Daily Grain Technicals & Fundamentals
Aug 08, 2018
Yesterday’s Close: December corn futures finished yesterday’s session down ¼ of a cent, trading in a 4 ¾ cents. Funds were estimated sellers of 4,500 contracts.
Fundamentals: There has not been any new news over the last 24 hours which can be seen on the chart by the tight range bound trade. Most market participants are anxiously awaiting Friday’s USDA report. Early yield estimates are at 176.3 bushels per acre, this would be up 2.3bpa from July’s report. The average estimate for corn production comes in at 14.416 billion bushels, up from 14.230 in July. Carryout for 2017/2018 is expected to come in near 2.014 billion bushels. Carryout for 2018/2019 is expected to come in near 1.638 billion bushels. We do have the weekly EIA report this morning, that will give us an updated look at ethanol production. Tomorrow morning the USDA will release weekly export sales.
Technicals: The market has hardly budged over the last 24 hours which keeps yesterday’s technicals in play today. The market has held our technical support pocket from 379 ¾-382 ¼. This pocket represents a key retracement on the year, the 50-day moving average, and previously important price points. A break and close below here will likely encourage some long liquidation from recent buyers. If the bulls can defend this level, they remain in control. The market is now testing the top end of the recent range and looks poised for a leg higher. There are several barriers from....Please sign up for a Free Trial at Blue Line Futures to view our entire technical outlook and actionable bias and levels.
Yesterday’s Close: November soybean futures finished yesterday’s session up 11 ¼ cents, trading in a range of 12 ½ cents. Funds were estimated buyers of 7,500 contracts.
Fundamentals: We did a segment on CNBC yesterday discussing the bull case for soybeans, Click this link to watch. We continue to believe that China will be coming back to the negotiating table, or at the very least step in and buy our beans. In other news, we are excited about Friday’s USDA report. Early yield estimates are at 49.8 bushels per acre, up from 48.5 in July. Early production estimates are at 4.425 billion bushels, up from 4.310 in July. Carryout estimates for 2017/2018 are 463.4 million bushels. Average estimate for 2018/2019 carryout is 647.5 million bushels.

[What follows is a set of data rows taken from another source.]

//! stdapp CLI - versioned SQL migrations for DuckDB

use anyhow::Result;
use clap::Parser;

mod cli;
mod commands;

use cli::Cli;
use commands::common::ExitCode;
use commands::{migrate, migration, status};

#[tokio::main]
async fn main() {
    let cli = Cli::parse();
    init_logging(cli.global.verbose);

    if let Err(err) = dispatch(&cli).await {
        let code = match err.downcast_ref::<ExitCode>() {
            Some(ExitCode(code)) => *code,
            None => {
                eprintln!("Error: {err:#}");
                1
            }
        };
        std::process::exit(code);
    }
}

async fn dispatch(cli: &Cli) -> Result<()> {
    match &cli.command {
        cli::Commands::Migrate(args) => migrate::execute(args, &cli.global).await,
        cli::Commands::Migration(args) => migration::execute(args, &cli.global).await,
        cli::Commands::Status(args) => status::execute(args, &cli.global).await,
    }
}

/// `RUST_LOG` wins; otherwise warnings only, or debug with `--verbose`.
fn init_logging(verbose: bool) {
    let default = if verbose { "debug" } else { "warn" };
    env_logger::Builder::from_env(env_logger::Env::default().default_filter_or(default))
        .format_timestamp(None)
        .init();
}
//! Persistent record of committed migration versions.

use crate::error::{MigrateError, MigrateResult};
use crate::migration::MigrationSet;
use sa_core::Namespace;
use sa_db::{Database, DbResult};
use std::collections::BTreeSet;
use std::sync::Arc;

/// Name of the tracking relation created inside every namespace.
pub const TRACKING_TABLE: &str = "_migrations";

/// Versions known to be durably committed in one namespace.
#[derive(Debug, Clone, Default, PartialEq, Eq)]
pub struct AppliedState {
    versions: BTreeSet<String>,
}

impl AppliedState {
    pub fn contains(&self, version: &str) -> bool {
        self.versions.contains(version)
    }

    /// Committed versions, ascending.
    pub fn versions(&self) -> impl Iterator<Item = &str> {
        self.versions.iter().map(String::as_str)
    }

    pub fn len(&self) -> usize {
        self.versions.len()
    }

    pub fn is_empty(&self) -> bool {
        self.versions.is_empty()
    }

    /// Versions of `set` not committed yet, ascending.
    pub fn pending_in(&self, set: &MigrationSet) -> Vec<String> {
        set.versions()
            .filter(|v| !self.contains(v))
            .map(String::from)
            .collect()
    }

    pub(crate) fn insert(&mut self, version: &str) {
        self.versions.insert(version.to_string());
    }
}

impl FromIterator<String> for AppliedState {
    fn from_iter<I: IntoIterator<Item = String>>(iter: I) -> Self {
        Self {
            versions: iter.into_iter().collect(),
        }
    }
}

/// Reads and writes the `_migrations` table of one namespace.
pub struct StateStore {
    db: Arc<dyn Database>,
    // quoted, for SQL text
    table: String,
    // unquoted `schema.table`, for catalog lookups
    relation: String,
}

impl StateStore {
    pub fn new(db: Arc<dyn Database>, namespace: &Namespace) -> Self {
        Self {
            db,
            table: namespace.qualify(TRACKING_TABLE),
            relation: format!("{namespace}.{TRACKING_TABLE}"),
        }
    }

    /// Create the tracking table if it is missing. Safe to call on every run.
    pub async fn ensure_tracking_table(&self) -> MigrateResult<()> {
        let sql = format!(
            "create table if not exists {} (version varchar unique not null);",
            self.table
        );
        self.db.execute_batch(&sql).await.map_err(|e| {
            MigrateError::Configuration(format!(
                "failed to create tracking table {}: {e}",
                self.table
            ))
        })
    }

    /// Load every committed version.
    pub async fn load_applied(&self) -> MigrateResult<AppliedState> {
        let sql = format!("select version from {}", self.table);
        let versions = self.db.query_strings(&sql).await.map_err(|e| {
            MigrateError::Configuration(format!(
                "failed to read tracking table {}: {e}",
                self.table
            ))
        })?;
        Ok(versions.into_iter().collect())
    }

    /// Load committed versions without creating anything. A namespace that
    /// has never been migrated has no tracking table and nothing applied.
    pub async fn read_applied(&self) -> MigrateResult<AppliedState> {
        let exists = self.db.relation_exists(&self.relation).await.map_err(|e| {
            MigrateError::Configuration(format!(
                "failed to look up tracking table {}: {e}",
                self.table
            ))
        })?;
        if !exists {
            return Ok(AppliedState::default());
        }
        self.load_applied().await
    }

    /// Insert the tracking row for `version` on the current session.
    ///
    /// Must run inside the transaction that executes the migration body.
    pub async fn record(&self, version: &str) -> DbResult<()> {
        let sql = format!("insert into {} values (?)", self.table);
        self.db.execute_with_params(&sql, &[version]).await?;
        Ok(())
    }
}

#[cfg(test)]
#[path = "state_test.rs"]
mod tests;
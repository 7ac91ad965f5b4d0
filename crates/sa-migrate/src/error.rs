//! Error types for the migration engine.

use sa_db::DbError;
use thiserror::Error;

/// Problems found while turning a source tree into a [`crate::MigrationSet`].
///
/// Always raised before any database interaction.
#[derive(Error, Debug)]
pub enum SourceLoadError {
    /// File name has no `.` or an empty version segment.
    #[error("malformed migration file name '{name}' at {path}: expected <version>.<ext>")]
    MalformedName { name: String, path: String },

    /// Two files resolve to the same version.
    #[error("duplicate migration version '{version}': {first} and {second}")]
    DuplicateVersion {
        version: String,
        first: String,
        second: String,
    },

    /// The source tree could not be read.
    #[error("failed to read migration source '{path}': {source}")]
    Io {
        path: String,
        #[source]
        source: std::io::Error,
    },
}

/// Migration engine errors.
#[derive(Error, Debug)]
pub enum MigrateError {
    /// Migration source could not be loaded (M001).
    #[error("[M001] Migration source could not be loaded: {0}")]
    SourceLoad(#[from] SourceLoadError),

    /// Tracking table or namespace session could not be set up (M002).
    #[error("[M002] Migration configuration error: {0}")]
    Configuration(String),

    /// Version is not part of the loaded set (M003).
    #[error("[M003] No such migration: {0}")]
    NotFound(String),

    /// Tracking insert, script body, or commit failed; the transaction was
    /// rolled back (M004).
    #[error("[M004] Migration {version} failed: {cause}")]
    Execution {
        version: String,
        #[source]
        cause: DbError,
    },

    /// Engine used before `initialize()` (M005).
    #[error("[M005] Migration engine used before initialize()")]
    NotInitialized,

    /// Cancellation was requested while applying a version (M006).
    #[error("[M006] Migration {version} cancelled")]
    Cancelled { version: String },
}

impl MigrateError {
    pub(crate) fn execution(version: &str, cause: DbError) -> Self {
        MigrateError::Execution {
            version: version.to_string(),
            cause,
        }
    }
}

/// Result type alias for [`MigrateError`].
pub type MigrateResult<T> = Result<T, MigrateError>;
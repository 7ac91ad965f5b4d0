//! Strongly-typed namespace (database schema) wrapper.

use serde::{Deserialize, Serialize};
use std::borrow::Borrow;
use std::fmt;
use std::ops::Deref;

/// Schema that unqualified objects land in when no namespace is configured.
pub const DEFAULT_NAMESPACE: &str = "main";

/// A schema partition of the database with its own migration tracking table.
///
/// The name is interpolated into identifiers and session settings, so it must
/// be non-empty and free of quote characters. Construction enforces both.
#[derive(Debug, Clone, PartialEq, Eq, Hash, PartialOrd, Ord, Serialize, Deserialize)]
#[serde(try_from = "String", into = "String")]
pub struct Namespace(String);

impl Namespace {
    /// Try to create a new `Namespace`, returning `None` for invalid names.
    pub fn try_new(name: impl Into<String>) -> Option<Self> {
        let s = name.into();
        if Self::is_valid(&s) {
            Some(Self(s))
        } else {
            None
        }
    }

    fn is_valid(s: &str) -> bool {
        !s.trim().is_empty() && !s.contains(['"', '\'', '\0'])
    }

    /// Return the underlying name as a string slice.
    pub fn as_str(&self) -> &str {
        &self.0
    }


    /// The name as a double-quoted SQL identifier, e.g. `"billing"`.
    pub fn quoted(&self) -> String {
        format!("\"{}\"", self.0)
    }

    /// Qualify `relation` with this namespace, quoting both parts.
    pub fn qualify(&self, relation: &str) -> String {
        format!("{}.\"{}\"", self.quoted(), relation)
    }
}

impl Default for Namespace {
    fn default() -> Self {
        Self(DEFAULT_NAMESPACE.to_string())
    }
}

impl fmt::Display for Namespace {
    fn fmt(&self, f: &mut fmt::Formatter<'_>) -> fmt::Result {
        f.write_str(&self.0)
    }
}

impl AsRef<str> for Namespace {
    fn as_ref(&self) -> &str {
        &self.0
    }
}

impl Deref for Namespace {
    type Target = str;
    fn deref(&self) -> &str {
        &self.0
    }
}

impl Borrow<str> for Namespace {
    fn borrow(&self) -> &str {
        &self.0
    }
}

impl TryFrom<String> for Namespace {
    type Error = String;
    fn try_from(s: String) -> Result<Self, Self::Error> {
        if Self::is_valid(&s) {
            Ok(Self(s))
        } else {
            Err(format!(
                "invalid namespace '{s}': must be non-empty and contain no quote characters"
            ))
        }
    }
}

impl TryFrom<&str> for Namespace {
    type Error = String;
    fn try_from(s: &str) -> Result<Self, Self::Error> {
        Self::try_from(s.to_string())
    }
}

impl From<Namespace> for String {
    fn from(ns: Namespace) -> Self {
        ns.0
    }
}

impl PartialEq<str> for Namespace {
    fn eq(&self, other: &str) -> bool {
        self.0 == other
    }
}

impl PartialEq<&str> for Namespace {
    fn eq(&self, other: &&str) -> bool {
        self.0 == *other
    }
}

#[cfg(test)]
#[path = "namespace_test.rs"]
mod tests;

Technicals: The market has consolidated in-between two of our major levels for 7 sessions now, and it is likely we don’t get a new directional move until Friday’s USDA report. The market continues to linger around the psychologically significant $9.00 handle as it awaits new news. Our technical support pocket from 881 ½-885 ¼ was tested and defended. Another retest to this pocket could be the straw that breaks the camel’s back. On the resistance side of things....Please sign up for a Free Trial at Blue Line Futures to view our entire technical outlook and actionable bias and levels.
Yesterday’s Close: September wheat futures finished yesterday’s session down 5 ½ cents, trading in a range of 22 ¼ cents. Funds were estimated sellers of 7,500 contracts.
Fundamentals: It’s the same story every day now, continued concerns over dry weather in the Black Sea, Europe, and Australia continue to offer support to the market. We believe that a lot of this is likely priced into the market at these prices, and perhaps overly priced in. Though we have a bearish bias, this is not a market you want to blindly short. Navigating the markets isn’t about “trading”, it’s about managing your risk.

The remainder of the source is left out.